Harry Kalas, whose voice served as the backdrop for millions of lives, collapsed in a broadcast booth at Nationals Park and was pronounced dead shortly thereafter. He was 73.
Kalas is survived not only by wife Eileen and sons Todd, Brad and Kane, but by legions of baseball fans who spent all or part of the previous 38 seasons listening to his smooth baritone and iconic home-run calls. Funeral arrangements are pending.
"We lost our voice today," said a visibly shaken team president David Montgomery, before the Phillies' 9-8 win over the Nationals.
It was a voice that was 6 decades in the making.
Born on March 26, 1936, in Chicago, Kalas grew up in the sleepy town of Naperville, Ill., listening to radio broadcasts of Cubs, White Sox and Cardinals games. But the Washington Senators were his true love, thanks to a chance encounter with Delaware County native Mickey Vernon before a game against the White Sox at Comiskey Park. A 10-year-old Kalas and his father were sitting behind the visitor's dugout when Vernon spotted him in the crowd, picked him up, and brought him into the Senators' dugout.

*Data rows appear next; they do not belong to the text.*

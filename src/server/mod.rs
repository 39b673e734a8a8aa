//! HTTP and WebSocket server
//!
//! Two route groups share one [`AppState`]:
//!
//! - control plane: `/register`, `/authorize`, `/profile`, `/available`,
//!   `/users`, `/user/{account}`; handlers authenticate themselves
//! - data plane: `/` and `/{key...}` behind the audit gate middleware

pub mod data;
pub mod endpoints;
pub mod error;
pub mod middleware;
pub mod websocket;

use crate::audit::AuditPolicy;
use crate::auth::users::CredentialStore;
use crate::auth::TokenSigner;
use crate::storage::Storage;
use axum::routing::{get, post};
use axum::Router;
use std::net::SocketAddr;
use std::sync::Arc;
use tracing::info;

/// Shared state for all handlers
#[derive(Clone)]
pub struct AppState {
    pub users: CredentialStore,
    pub tokens: Arc<TokenSigner>,
    pub policy: Arc<AuditPolicy>,
    pub data: Arc<dyn Storage>,
    /// Accounts that register with the admin role.
    pub admin_accounts: Arc<Vec<String>>,
}

/// Build the full application router.
pub fn create_router(state: AppState) -> Router {
    let data_routes = Router::new()
        .route("/", get(data::index))
        .route(
            "/{*key}",
            get(data::read).post(data::write).delete(data::remove),
        )
        .layer(axum::middleware::from_fn_with_state(
            state.clone(),
            middleware::audit_gate,
        ));

    let auth_routes = Router::new()
        .route("/register", post(endpoints::register))
        .route(
            "/authorize",
            post(endpoints::authorize).put(endpoints::refresh),
        )
        .route("/profile", get(endpoints::profile))
        .route("/available", get(endpoints::available))
        .route("/users", get(endpoints::list_users))
        .route(
            "/user/{account}",
            get(endpoints::get_user)
                .post(endpoints::update_user)
                .delete(endpoints::delete_user),
        );

    // Static auth paths outrank the data wildcard during matching.
    auth_routes.merge(data_routes).with_state(state)
}

/// Run the server until the task is cancelled.
pub async fn run(bind_addr: SocketAddr, state: AppState) -> anyhow::Result<()> {
    let app = create_router(state);

    let listener = tokio::net::TcpListener::bind(bind_addr).await?;
    info!(addr = %bind_addr, "server listening");

    axum::serve(listener, app).await?;

    Ok(())
}
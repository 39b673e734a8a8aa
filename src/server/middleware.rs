//! Audit gate middleware
//!
//! Runs in front of every data-plane route: promotes a WebSocket subprotocol
//! token into `Authorization`, verifies the bearer token if one is present,
//! and asks the audit policy whether the request may proceed. An allowed
//! request carries the verified [`Caller`] as a request extension.

use crate::audit::bearer::{bearer_token, promote_websocket_bearer};
use crate::audit::Caller;
use crate::server::error::ApiError;
use crate::server::AppState;
use axum::extract::{Request, State};
use axum::middleware::Next;
use axum::response::Response;
use tracing::debug;

pub async fn audit_gate(
    State(state): State<AppState>,
    mut request: Request,
    next: Next,
) -> Result<Response, ApiError> {
    promote_websocket_bearer(request.headers_mut());

    let caller = match bearer_token(request.headers()) {
        Some(token) => match state.tokens.verify(token) {
            Ok(claims) => Some(Caller {
                account: claims.issuer,
                role: claims.role,
            }),
            Err(e) => {
                // Bad token is treated as no token; the policy decides.
                debug!(error = %e, "bearer token rejected");
                None
            }
        },
        None => None,
    };

    let method = request.method().clone();
    let path = request.uri().path().to_string();

    if !state.policy.decide(&method, &path, caller.as_ref()) {
        debug!(method = %method, path = %path, authenticated = caller.is_some(), "request denied");
        return Err(match caller {
            Some(_) => ApiError::forbidden("this request is not authorized"),
            None => ApiError::unauthorized(),
        });
    }

    if let Some(caller) = caller {
        request.extensions_mut().insert(caller);
    }

    Ok(next.run(request).await)
}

"Thus began my love of baseball and the Washington Senators," Kalas, a 2002 Hall of Fame inductee as winner of the Ford C. Frick Award, once said when relaying the story.
His love affair with broadcasting did not begin until his freshman year at Cornell College in Iowa, when a blind speech professor named Walt Stromer encouraged him to pursue the craft. Kalas obliged, and spent the rest of his college days pursuing a future in radio.